A Resolução nº 800/2026 da ANAC, em vigor a partir de 14 de setembro de 2026, estabelece punições para passageiros que pratiquem atos graves ou gravíssimos de indisciplina em aeroportos ou aeronaves.
Nos casos mais graves, o passageiro poderá:
- receber multa administrativa de até R$ 17.500,00;
- ter o contrato de transporte encerrado;
- ser impedido de voar por 6 ou 12 meses em todas as companhias aéreas nacionais;
- ser retirado da aeronave e responder também nas esferas civil e criminal.
A suspensão de 12 meses será aplicada, por exemplo, quando houver agressão física contra tripulante que prejudique o serviço, tentativa de entrar na cabine de comando, porte ou manuseio indevido de armas ou explosivos e tentativa de tomar o controle da aeronave.

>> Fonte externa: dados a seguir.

impl ParameterList {
    pub fn parameters(&self) -> impl Iterator<Item = &Parameter> {
        self.items.iter().filter_map(|item| match item {
            ParameterItem::Parameter(param) => Some(param),
            ParameterItem::Comment(_) => None,
        })
    }

    #[must_use]
    pub fn is_empty(&self) -> bool {
        self.parameters().next().is_none()
    }

    /// The single positional, single-line, uncommented parameter, if
    /// that is all the list holds.
    #[must_use]
    pub fn sole_value(&self) -> Option<&str> {
        match self.items.as_slice() {
            [
                ParameterItem::Parameter(Parameter {
                    name: None,
                    value,
                    comment: None,
                    ..
                }),
            ] if value.len() == 1 => Some(value[0].text.as_str()),
            _ => None,
        }
    }

    /// Render one item per line at `depth + 1`, each terminated by `, `.
    #[must_use]
    pub fn render(&self, depth: usize, style: &DocumentStyle) -> String {
        let base = depth + 1;
        let mut out = String::new();

        for item in &self.items {
            match item {
                ParameterItem::Comment(comment) => {
                    out.push_str(&style.indent(base));
                    out.push_str(comment);
                    out.push('\n');
                }
                ParameterItem::Parameter(param) => render_parameter(&mut out, param, base, style),
            }
        }

        out
    }
}

fn render_parameter(out: &mut String, param: &Parameter, base: usize, style: &DocumentStyle) {
    let last = param.value.len().saturating_sub(1);

    for (i, line) in param.value.iter().enumerate() {
        if i == 0 {
            out.push_str(&style.indent(base));
            if let Some(name) = &param.name {
                let _ = write!(out, "{name}=");
            }
        } else if let ValueIndent::Nested(depth) = line.indent {
            let closers = line
                .text
                .chars()
                .take_while(|c| matches!(c, ')' | ']' | '}'))
                .count();
            out.push_str(&style.indent(base + depth.saturating_sub(closers)));
        }
        out.push_str(&line.text);

        if i == last {
            out.push_str(", ");
            if let Some(comment) = &param.comment {
                let _ = write!(out, " {comment}");
            }
        }
        out.push('\n');
    }
}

Outras condutas graves como fumar a bordo, agredir fisicamente outro passageiro, ameaçar tripulante ou fazer falsa comunicação de bomba podem gerar encerramento do contrato, retirada da aeronave e multa administrativa, mas não acarretam, por si só, a suspensão de 6 ou 12 meses prevista nessa resolução.
A companhia aérea deverá apresentar a descrição e a fundamentação da punição, comunicar o passageiro e garantir o direito à ampla defesa.
Portanto, uma simples discussão ou reclamação não gera automaticamente a proibição de voar.
A conduta precisa estar comprovada e enquadrada nas hipóteses previstas na norma.